The Loan Agreement contains various affirmative and negative covenants that are customary for credit facilities and transactions of this type, including limitations on the incurrence of debt by our Operating Partnership and its subsidiaries that own properties that serve as collateral for the Line of Credit, limitations on the nature of our Operating Partnership’s business, and limitations on distributions by our Operating Partnership and its subsidiaries that own properties that serve as collateral for the Line of Credit. The Loan Agreement also imposes the following financial covenants, which are specifically defined in the Loan Agreement, on us, our Operating Partnership and the Borrowing Base Properties, as applicable: (a) minimum liquidity thresholds; (b) a minimum ratio of operating cash flow to fixed charges; (c) a maximum ratio of liabilities to asset value; (d) a maximum distribution covenant; (e) cross default to any unsecured or recourse debt that we have which is over $5,000,000; and (f) a minimum tangible net worth covenant of $20,000,000 plus 75.0% of the aggregate amount of all the net offering proceeds we receive from June 30, 2010 to the maturity date and through the extended option period. In addition, the Loan Agreement includes events of default that are customary for facilities and transactions of this type.

The material terms of the promissory note, credit agreement, guaranty agreement, ownership interests pledge and security agreement, environmental indemnity agreement, the respective collateral assignments of management contracts and the Deed of Trusts, are qualified in their entirety by the agreements attached as Exhibits 10.1 through 10.9, respectively, to this Current Report on Form 8-K and incorporated herein by reference.

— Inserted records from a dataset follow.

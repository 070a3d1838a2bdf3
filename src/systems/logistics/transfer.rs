//! 複数区間の積み荷輸送（ステートマシン）
//!
//! `ToSource → Pickup → ToDestination → DropOff` を区間ごとに繰り返す。
//! 積み込み・荷下ろしはタイマー満了時に在庫へ反映し、それまでは Running を返し続ける。
//!
//! ## セッション番号
//! 開始・中断のたびに進める。タイマーは予約時の番号を持ち、
//! 発火時に一致しなければ何もしない（中断後に古い完了通知が届いても状態を壊さない）。
//!
//! ## 所有者
//! エージェントの物流状態は1つしかないため、輸送を開始したタスクを所有者として記録する。
//! リアルタイム側のタスクはプロシージャル側の輸送を横取りできる。

use bevy::prelude::*;

use super::timers::{LogisticsTimerKind, TimerCallback};
use super::types::ItemId;
use crate::systems::action_queue::{QueueKind, RouteStop, TaskContext, TaskId};

#[derive(Debug, Clone, Copy, PartialEq, Eq, Default, Reflect)]
pub enum TransferStep {
    #[default]
    ToSource,
    Pickup,
    ToDestination,
    DropOff,
}

/// 1区間（source から destination へ item を quantity 個まで）
#[derive(Debug, Clone, Copy, PartialEq, Eq)]
pub struct TradeSegment {
    pub source: Entity,
    pub destination: Entity,
    pub item: ItemId,
    pub quantity: i32,
    /// 実際に積み込めた数
    pub moved: i32,
}

#[derive(Debug, Clone)]
pub struct ActiveTransfer {
    segments: Vec<TradeSegment>,
    index: usize,
    step: TransferStep,
    pickup_pending: bool,
    dropoff_pending: bool,
    elapsed: f32,
    timeout: f32,
}

impl ActiveTransfer {
    pub fn step(&self) -> TransferStep {
        self.step
    }

    pub fn segment_index(&self) -> usize {
        self.index
    }

    pub fn segments(&self) -> &[TradeSegment] {
        &self.segments
    }

    pub fn current_segment(&self) -> Option<&TradeSegment> {
        self.segments.get(self.index)
    }

    pub fn timeout_secs(&self) -> f32 {
        self.timeout
    }
}

/// 弾薬補充の進行状況
#[derive(Debug, Clone, Copy, PartialEq, Eq)]
pub struct BulletRun {
    pub source: Entity,
    pub pickup_pending: bool,
}

/// エージェントの物流状態
#[derive(Component, Debug, Default)]
pub struct CargoLogistics {
    session: u64,
    transfer: Option<ActiveTransfer>,
    pub(crate) self_delivery_done: bool,
    pub(crate) bullets: Option<BulletRun>,
    owner: Option<(TaskId, QueueKind)>,
}

impl CargoLogistics {
    pub fn session(&self) -> u64 {
        self.session
    }

    pub fn transfer(&self) -> Option<&ActiveTransfer> {
        self.transfer.as_ref()
    }

    pub fn bullet_run(&self) -> Option<&BulletRun> {
        self.bullets.as_ref()
    }

    pub fn owner(&self) -> Option<(TaskId, QueueKind)> {
        self.owner
    }

    pub fn is_busy(&self) -> bool {
        self.transfer.is_some() || self.bullets.is_some()
    }

    /// セッションを進めて新しい番号を返す
    pub(crate) fn next_session(&mut self) -> u64 {
        self.session += 1;
        self.session
    }
}

#[derive(Debug, Clone, Copy, PartialEq, Eq)]
pub enum TransferProgress {
    InProgress,
    Completed,
    /// ノードが消えたため打ち切った
    Abandoned,
    /// 経路長に応じた制限時間を超えたため打ち切った
    TimedOut,
}

impl TransferProgress {
    pub fn is_done(self) -> bool {
        self != TransferProgress::InProgress
    }
}

// ============================================================
// 所有者
// ============================================================

/// 呼び出し中のタスクを物流状態の所有者にする。他タスクの実行中の輸送は中断する。
pub fn claim_logistics(cx: &mut TaskContext<'_>) {
    let me = cx.current_task();
    if cx.logistics.owner == me {
        return;
    }
    if cx.logistics.is_busy() {
        debug!(
            "TRANSFER: {:?} run handed over from {:?} to {:?}",
            cx.agent, cx.logistics.owner, me
        );
        cancel_transfer(cx);
    }
    cx.logistics.owner = me;
}

/// リアルタイム側のタスクが物流状態を使っている間、プロシージャル側は待たせる
pub fn logistics_busy_for(cx: &TaskContext<'_>) -> bool {
    matches!(
        (cx.logistics.owner, cx.current_task()),
        (Some((owner, QueueKind::RealTime)), Some((me, QueueKind::Procedural))) if owner != me
    )
}

/// 所有者のときだけ止める（タスクの on_exit から呼ぶ）
pub fn release_logistics(cx: &mut TaskContext<'_>) {
    if cx.logistics.owner.is_some() && cx.logistics.owner == cx.current_task() {
        cancel_transfer(cx);
        cx.logistics.owner = None;
    }
}

/// 無条件に中断する
///
/// セッションを進め、保留中のタイマーを破棄し、輸送中なら移動も止める。
pub fn cancel_transfer(cx: &mut TaskContext<'_>) {
    let session = cx.logistics.next_session();
    cx.timers.clear();
    let had_transfer = cx.logistics.transfer.take().is_some();
    let had_bullets = cx.logistics.bullets.take().is_some();
    cx.logistics.self_delivery_done = false;
    if had_transfer || had_bullets {
        cx.world.stop_moving();
        debug!("TRANSFER: {:?} cancelled (session -> {})", cx.agent, session);
    }
}

// ============================================================
// 輸送
// ============================================================

/// ルートから区間を組み立てて輸送を開始する
///
/// 地点が2つ未満なら何もせず `Completed` を返す。
pub fn start_transfer(cx: &mut TaskContext<'_>, route: &[RouteStop]) -> TransferProgress {
    let session = cx.logistics.next_session();
    cx.timers.clear();
    cx.logistics.transfer = None;

    if route.len() < 2 {
        debug!(
            "TRANSFER: {:?} route has {} stop(s), nothing to carry",
            cx.agent,
            route.len()
        );
        return TransferProgress::Completed;
    }

    let mut segments = Vec::new();
    for (i, stop) in route.iter().enumerate() {
        let destination = route[(i + 1) % route.len()].node;
        segments.extend(stop.cargo.iter().map(|line| TradeSegment {
            source: stop.node,
            destination,
            item: line.item,
            quantity: line.quantity,
            moved: 0,
        }));
    }

    let timeout = cx.config.transfer_timeout_base_secs
        + route_length(cx, route) * cx.config.transfer_timeout_secs_per_distance;
    info!(
        "TRANSFER: {:?} started session {} ({} segment(s), timeout {:.1}s)",
        cx.agent,
        session,
        segments.len(),
        timeout
    );
    cx.logistics.transfer = Some(ActiveTransfer {
        segments,
        index: 0,
        step: TransferStep::ToSource,
        pickup_pending: false,
        dropoff_pending: false,
        elapsed: 0.0,
        timeout,
    });
    TransferProgress::InProgress
}

/// 輸送を1ティック進める
pub fn advance_transfer(cx: &mut TaskContext<'_>, delta_secs: f32) -> TransferProgress {
    let agent = cx.agent;
    let Some(transfer) = cx.logistics.transfer.as_mut() else {
        return TransferProgress::Completed;
    };

    transfer.elapsed += delta_secs;
    if transfer.elapsed > transfer.timeout {
        warn!(
            "TRANSFER: {:?} timed out after {:.1}s at segment {}/{}, force-completing",
            agent,
            transfer.elapsed,
            transfer.index,
            transfer.segments.len()
        );
        abort_transfer(cx);
        return TransferProgress::TimedOut;
    }

    let Some(segment) = transfer.segments.get(transfer.index).copied() else {
        info!("TRANSFER: {:?} completed all segments", agent);
        cx.logistics.transfer = None;
        return TransferProgress::Completed;
    };
    let step = transfer.step;
    let pickup_pending = transfer.pickup_pending;
    let dropoff_pending = transfer.dropoff_pending;

    if !node_alive(cx, segment.source) || !node_alive(cx, segment.destination) {
        info!(
            "TRANSFER: {:?} node vanished ({:?} -> {:?}), abandoning transfer",
            agent, segment.source, segment.destination
        );
        abort_transfer(cx);
        return TransferProgress::Abandoned;
    }

    let source_is_self = segment.source == agent;
    let destination_is_self = segment.destination == agent;

    match step {
        TransferStep::ToSource => {
            if source_is_self || cx.is_at(segment.source) {
                cx.world.stop_moving();
                update_transfer(cx, |t| t.step = TransferStep::Pickup);
            } else if let Some(pos) = cx.world.position_of(segment.source) {
                cx.world.move_to(pos);
            }
        }
        TransferStep::Pickup => {
            if source_is_self {
                let moved = cx.world.item_quantity(agent, segment.item).min(segment.quantity);
                update_transfer(cx, |t| {
                    t.segments[t.index].moved = moved.max(0);
                    t.step = TransferStep::ToDestination;
                    t.pickup_pending = false;
                });
            } else if !pickup_pending {
                let secs = cx.config.pickup_duration_secs;
                schedule(cx, LogisticsTimerKind::Pickup, secs);
                update_transfer(cx, |t| t.pickup_pending = true);
            }
        }
        TransferStep::ToDestination => {
            if destination_is_self || cx.is_at(segment.destination) {
                cx.world.stop_moving();
                update_transfer(cx, |t| t.step = TransferStep::DropOff);
            } else if let Some(pos) = cx.world.position_of(segment.destination) {
                cx.world.move_to(pos);
            }
        }
        TransferStep::DropOff => {
            if destination_is_self {
                // 自分宛ての区間は積んだまま次へ
                update_transfer(cx, |t| {
                    t.index += 1;
                    t.step = TransferStep::ToSource;
                    t.dropoff_pending = false;
                });
            } else if !dropoff_pending {
                let secs = cx.config.dropoff_duration_secs;
                schedule(cx, LogisticsTimerKind::DropOff, secs);
                update_transfer(cx, |t| t.dropoff_pending = true);
            }
        }
    }

    TransferProgress::InProgress
}

/// ルートで輸送する。未開始なら開始し、開始済みなら進める。
pub fn trading_cargo(
    cx: &mut TaskContext<'_>,
    route: &[RouteStop],
    delta_secs: f32,
) -> TransferProgress {
    claim_logistics(cx);
    if cx.logistics.transfer.is_none() {
        let progress = start_transfer(cx, route);
        if progress.is_done() {
            return progress;
        }
    }
    advance_transfer(cx, delta_secs)
}

/// 満了したタイマーを反映する。古いセッションのものは無視して `false`。
pub fn on_timer_fired(cx: &mut TaskContext<'_>, callback: TimerCallback) -> bool {
    if callback.session != cx.logistics.session {
        trace!(
            "TRANSFER: {:?} ignored stale {:?} completion (session {} != {})",
            cx.agent, callback.kind, callback.session, cx.logistics.session
        );
        return false;
    }
    match callback.kind {
        LogisticsTimerKind::Pickup => complete_pickup(cx),
        LogisticsTimerKind::DropOff => complete_dropoff(cx),
        LogisticsTimerKind::BulletPickup => super::collect::complete_bullet_pickup(cx),
    }
}

fn complete_pickup(cx: &mut TaskContext<'_>) -> bool {
    let Some(segment) = cx
        .logistics
        .transfer
        .as_ref()
        .filter(|t| t.step == TransferStep::Pickup && t.pickup_pending)
        .and_then(|t| t.current_segment().copied())
    else {
        return false;
    };

    let available = cx.world.item_quantity(segment.source, segment.item);
    let take = available.min(segment.quantity).max(0);
    let moved = if take > 0
        && cx
            .world
            .modify_item_quantity(segment.source, segment.item, -take)
    {
        cx.world.modify_item_quantity(cx.agent, segment.item, take);
        take
    } else {
        0
    };
    debug!(
        "TRANSFER: {:?} picked up {} x item {} from {:?}",
        cx.agent, moved, segment.item, segment.source
    );

    update_transfer(cx, |t| {
        t.segments[t.index].moved = moved;
        t.pickup_pending = false;
        t.step = TransferStep::ToDestination;
    });
    true
}

fn complete_dropoff(cx: &mut TaskContext<'_>) -> bool {
    let Some(segment) = cx
        .logistics
        .transfer
        .as_ref()
        .filter(|t| t.step == TransferStep::DropOff && t.dropoff_pending)
        .and_then(|t| t.current_segment().copied())
    else {
        return false;
    };

    let carried = cx.world.item_quantity(cx.agent, segment.item);
    let amount = segment.moved.min(carried).max(0);
    if amount > 0 && cx.world.modify_item_quantity(cx.agent, segment.item, -amount) {
        cx.world
            .modify_item_quantity(segment.destination, segment.item, amount);
    }
    debug!(
        "TRANSFER: {:?} dropped off {} x item {} at {:?}",
        cx.agent, amount, segment.item, segment.destination
    );

    update_transfer(cx, |t| {
        t.index += 1;
        t.dropoff_pending = false;
        t.step = TransferStep::ToSource;
    });
    true
}

// ============================================================
// 内部ヘルパー
// ============================================================

fn update_transfer(cx: &mut TaskContext<'_>, f: impl FnOnce(&mut ActiveTransfer)) {
    if let Some(transfer) = cx.logistics.transfer.as_mut() {
        f(transfer);
    }
}

pub(crate) fn schedule(cx: &mut TaskContext<'_>, kind: LogisticsTimerKind, secs: f32) {
    let session = cx.logistics.session;
    cx.timers.schedule(secs, TimerCallback { kind, session });
}

/// 途中で打ち切る。保留中の完了通知は無効にする。
fn abort_transfer(cx: &mut TaskContext<'_>) {
    cx.logistics.next_session();
    cx.timers.clear();
    cx.logistics.transfer = None;
    cx.world.stop_moving();
}

fn node_alive(cx: &TaskContext<'_>, node: Entity) -> bool {
    node == cx.agent || cx.world.position_of(node).is_some()
}

fn node_position(cx: &TaskContext<'_>, node: Entity) -> Option<Vec3> {
    if node == cx.agent {
        Some(cx.world.agent_position())
    } else {
        cx.world.position_of(node)
    }
}

/// 現在地 → 各地点 → 先頭地点 の経路長
fn route_length(cx: &TaskContext<'_>, route: &[RouteStop]) -> f32 {
    let mut total = 0.0;
    let mut from = cx.world.agent_position();
    for stop in route.iter().chain(route.first()) {
        if let Some(pos) = node_position(cx, stop.node) {
            total += from.distance(pos);
            from = pos;
        }
    }
    total
}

Item 7.01 Regulation FD Disclosure.

On July 26, 2010, we intend to issue a press release announcing our execution of the Line of Credit with Bank of America, N.A. A copy of the press release, which is hereby incorporated into this filing in its entirety, is attached to this Current Report on Form 8-K as Exhibit 99.1.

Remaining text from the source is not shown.